### TO DO
Below are records; please give the number of their lines that contain the string "NoOptions", and only that number.

### PROVIDED RECORDS
BEGIN
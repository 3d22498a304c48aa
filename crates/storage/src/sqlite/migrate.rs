use chrono::Utc;
use sqlx::SqlitePool;

use super::SqliteInitError;

/// Runs the versioned schema migrations.
///
/// Version 1 creates the question bank and the key-value blob store.
pub async fn run_migrations(pool: &SqlitePool) -> Result<(), SqliteInitError> {
    async fn is_applied(pool: &SqlitePool, version: i64) -> Result<bool, sqlx::Error> {
        let row = sqlx::query("SELECT 1 FROM schema_migrations WHERE version = ?1")
            .bind(version)
            .fetch_optional(pool)
            .await?;
        Ok(row.is_some())
    }

    sqlx::query(
        r"
            CREATE TABLE IF NOT EXISTS schema_migrations (
                version INTEGER PRIMARY KEY,
                applied_at TEXT NOT NULL
            );
            ",
    )
    .execute(pool)
    .await?;

    if !is_applied(pool, 1).await? {
        let mut tx = pool.begin().await?;

        sqlx::query(
            r"
                CREATE TABLE IF NOT EXISTS questions (
                    id INTEGER PRIMARY KEY,
                    kind TEXT NOT NULL,
                    payload TEXT NOT NULL
                );
            ",
        )
        .execute(&mut *tx)
        .await?;

        sqlx::query(
            r"
                CREATE INDEX IF NOT EXISTS idx_questions_kind
                    ON questions (kind, id);
            ",
        )
        .execute(&mut *tx)
        .await?;

        sqlx::query(
            r"
                CREATE TABLE IF NOT EXISTS kv_store (
                    key TEXT PRIMARY KEY,
                    value TEXT NOT NULL,
                    updated_at TEXT NOT NULL
                );
            ",
        )
        .execute(&mut *tx)
        .await?;

        sqlx::query(
            r"
                INSERT INTO schema_migrations (version, applied_at)
                VALUES (?1, ?2)
                ON CONFLICT(version) DO NOTHING
            ",
        )
        .bind(1_i64)
        .bind(Utc::now())
        .execute(&mut *tx)
        .await?;

        tx.commit().await?;
    }

    Ok(())
}
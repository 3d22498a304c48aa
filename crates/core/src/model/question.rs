use serde::{Deserialize, Serialize};
use std::collections::{BTreeSet, HashSet};
use std::fmt;
use std::str::FromStr;
use thiserror::Error;

use crate::model::ids::QuestionId;

//
// ─── ERRORS ────────────────────────────────────────────────────────────────────
//

#[derive(Debug, Error, Clone, PartialEq, Eq)]
#[non_exhaustive]
pub enum QuestionError {
    #[error("question prompt cannot be empty")]
    EmptyPrompt,

    #[error("question must offer at least one option")]
    NoOptions,

    #[error("duplicate option id: {0}")]
    DuplicateOption(String),

    #[error("correct answer references unknown option id: {0}")]
    DanglingAnswer(String),

    #[error("matching question needs at least one correct pair")]
    EmptyMatchingAnswer,

    #[error("unknown question type: {0}")]
    UnknownType(String),
}

//
// ─── QUESTION TYPE ─────────────────────────────────────────────────────────────
//

/// The four exercise shapes a session can draw from.
#[derive(Debug, Clone, Copy, PartialEq, Eq, Hash, PartialOrd, Ord, Serialize, Deserialize)]
#[serde(rename_all = "snake_case")]
pub enum QuestionType {
    MultipleChoice,
    TrueFalse,
    FillInBlank,
    Matching,
}

impl QuestionType {
    pub const ALL: [QuestionType; 4] = [
        QuestionType::MultipleChoice,
        QuestionType::TrueFalse,
        QuestionType::FillInBlank,
        QuestionType::Matching,
    ];

    #[must_use]
    pub fn as_str(self) -> &'static str {
        match self {
            QuestionType::MultipleChoice => "multiple_choice",
            QuestionType::TrueFalse => "true_false",
            QuestionType::FillInBlank => "fill_in_blank",
            QuestionType::Matching => "matching",
        }
    }
}

impl fmt::Display for QuestionType {
    fn fmt(&self, f: &mut fmt::Formatter<'_>) -> fmt::Result {
        f.write_str(self.as_str())
    }
}

impl FromStr for QuestionType {
    type Err = QuestionError;

    fn from_str(s: &str) -> Result<Self, Self::Err> {
        QuestionType::ALL
            .into_iter()
            .find(|kind| kind.as_str() == s)
            .ok_or_else(|| QuestionError::UnknownType(s.to_owned()))
    }
}

//
// ─── OPTIONS ───────────────────────────────────────────────────────────────────
//

/// One selectable answer (id + display text).
#[derive(Debug, Clone, PartialEq, Eq, Serialize, Deserialize)]
pub struct AnswerOption {
    pub id: String,
    pub text: String,
}

impl AnswerOption {
    #[must_use]
    pub fn new(id: impl Into<String>, text: impl Into<String>) -> Self {
        Self {
            id: id.into(),
            text: text.into(),
        }
    }
}

/// A left/right pair shown by a matching exercise.
#[derive(Debug, Clone, PartialEq, Eq, Serialize, Deserialize)]
pub struct MatchPair {
    pub id: String,
    pub left: String,
    pub right: String,
}

impl MatchPair {
    #[must_use]
    pub fn new(id: impl Into<String>, left: impl Into<String>, right: impl Into<String>) -> Self {
        Self {
            id: id.into(),
            left: left.into(),
            right: right.into(),
        }
    }
}

/// Kind-specific payload of a question.
///
/// Matching questions store their correct answer as a comma-joined set of
/// option ids; every other kind stores a single option id.
#[derive(Debug, Clone, PartialEq, Eq, Serialize, Deserialize)]
#[serde(tag = "type", rename_all = "snake_case")]
pub enum QuestionKind {
    MultipleChoice {
        correct_option_id: String,
    },
    TrueFalse {
        is_true: bool,
        correct_option_id: String,
    },
    FillInBlank {
        blanks: Vec<String>,
        correct_option_id: String,
    },
    Matching {
        pairs: Vec<MatchPair>,
        correct_option_id: String,
    },
}

impl QuestionKind {
    #[must_use]
    pub fn question_type(&self) -> QuestionType {
        match self {
            QuestionKind::MultipleChoice { .. } => QuestionType::MultipleChoice,
            QuestionKind::TrueFalse { .. } => QuestionType::TrueFalse,
            QuestionKind::FillInBlank { .. } => QuestionType::FillInBlank,
            QuestionKind::Matching { .. } => QuestionType::Matching,
        }
    }

    #[must_use]
    pub fn correct_option_id(&self) -> &str {
        match self {
            QuestionKind::MultipleChoice { correct_option_id }
            | QuestionKind::TrueFalse {
                correct_option_id, ..
            }
            | QuestionKind::FillInBlank {
                correct_option_id, ..
            }
            | QuestionKind::Matching {
                correct_option_id, ..
            } => correct_option_id,
        }
    }
}

//
// ─── QUESTION ──────────────────────────────────────────────────────────────────
//

#[derive(Debug, Clone, PartialEq, Eq, Deserialize)]
struct QuestionRecord {
    id: QuestionId,
    prompt: String,
    options: Vec<AnswerOption>,
    #[serde(default)]
    explanation: String,
    #[serde(flatten)]
    kind: QuestionKind,
}

impl TryFrom<QuestionRecord> for Question {
    type Error = QuestionError;

    fn try_from(record: QuestionRecord) -> Result<Self, Self::Error> {
        Question::new(
            record.id,
            record.prompt,
            record.options,
            record.explanation,
            record.kind,
        )
    }
}

/// A validated exercise question.
///
/// Construction guarantees every correct-answer id references an option, so
/// correctness checks never see a dangling id from well-formed input.
#[derive(Debug, Clone, PartialEq, Eq, Serialize, Deserialize)]
#[serde(try_from = "QuestionRecord")]
pub struct Question {
    id: QuestionId,
    prompt: String,
    options: Vec<AnswerOption>,
    explanation: String,
    #[serde(flatten)]
    kind: QuestionKind,
}

impl Question {
    /// Builds a question after checking its answer references.
    ///
    /// # Errors
    ///
    /// Returns `QuestionError` if the prompt is blank, options are missing or
    /// duplicated, or the correct answer names an id absent from `options`.
    pub fn new(
        id: QuestionId,
        prompt: impl Into<String>,
        options: Vec<AnswerOption>,
        explanation: impl Into<String>,
        kind: QuestionKind,
    ) -> Result<Self, QuestionError> {
        let prompt = prompt.into();
        if prompt.trim().is_empty() {
            return Err(QuestionError::EmptyPrompt);
        }
        if options.is_empty() {
            return Err(QuestionError::NoOptions);
        }

        let mut seen = HashSet::with_capacity(options.len());
        for option in &options {
            if !seen.insert(option.id.as_str()) {
                return Err(QuestionError::DuplicateOption(option.id.clone()));
            }
        }

        match &kind {
            QuestionKind::Matching {
                correct_option_id, ..
            } => {
                let ids = split_ids(correct_option_id);
                if ids.is_empty() {
                    return Err(QuestionError::EmptyMatchingAnswer);
                }
                if let Some(missing) = ids.into_iter().find(|id| !seen.contains(id)) {
                    return Err(QuestionError::DanglingAnswer(missing.to_owned()));
                }
            }
            other => {
                let correct = other.correct_option_id();
                if !seen.contains(correct) {
                    return Err(QuestionError::DanglingAnswer(correct.to_owned()));
                }
            }
        }

        Ok(Self {
            id,
            prompt,
            options,
            explanation: explanation.into(),
            kind,
        })
    }

    #[must_use]
    pub fn id(&self) -> QuestionId {
        self.id
    }

    #[must_use]
    pub fn prompt(&self) -> &str {
        &self.prompt
    }

    #[must_use]
    pub fn options(&self) -> &[AnswerOption] {
        &self.options
    }

    #[must_use]
    pub fn explanation(&self) -> &str {
        &self.explanation
    }

    #[must_use]
    pub fn kind(&self) -> &QuestionKind {
        &self.kind
    }

    #[must_use]
    pub fn question_type(&self) -> QuestionType {
        self.kind.question_type()
    }

    /// Checks a submitted answer id against this question.
    ///
    /// Matching questions compare id sets: order does not matter, but the
    /// submission must name exactly as many distinct ids as the answer.
    #[must_use]
    pub fn is_correct(&self, submitted: &str) -> bool {
        match &self.kind {
            QuestionKind::Matching {
                correct_option_id, ..
            } => {
                let expected = split_ids(correct_option_id);
                let given = split_ids(submitted);
                given.len() == expected.len() && given.is_subset(&expected)
            }
            other => submitted == other.correct_option_id(),
        }
    }

    /// Human-readable form of the correct answer.
    ///
    /// Returns an empty string if a multiple-choice answer id has no option
    /// (unreachable for questions built through `Question::new`).
    #[must_use]
    pub fn correct_answer_text(&self) -> String {
        match &self.kind {
            QuestionKind::MultipleChoice { correct_option_id } => self
                .options
                .iter()
                .find(|opt| &opt.id == correct_option_id)
                .map(|opt| opt.text.clone())
                .unwrap_or_default(),
            QuestionKind::TrueFalse { is_true, .. } => {
                String::from(if *is_true { "True" } else { "False" })
            }
            QuestionKind::FillInBlank { blanks, .. } => blanks.first().cloned().unwrap_or_default(),
            QuestionKind::Matching { pairs, .. } => pairs
                .iter()
                .map(|pair| format!("{} → {}", pair.left, pair.right))
                .collect::<Vec<_>>()
                .join(", "),
        }
    }
}

fn split_ids(raw: &str) -> BTreeSet<&str> {
    raw.split(',')
        .map(str::trim)
        .filter(|id| !id.is_empty())
        .collect()
}

//
// ─── TESTS ─────────────────────────────────────────────────────────────────────
//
END
### OUTPUT FOR THIS EXERCISE
2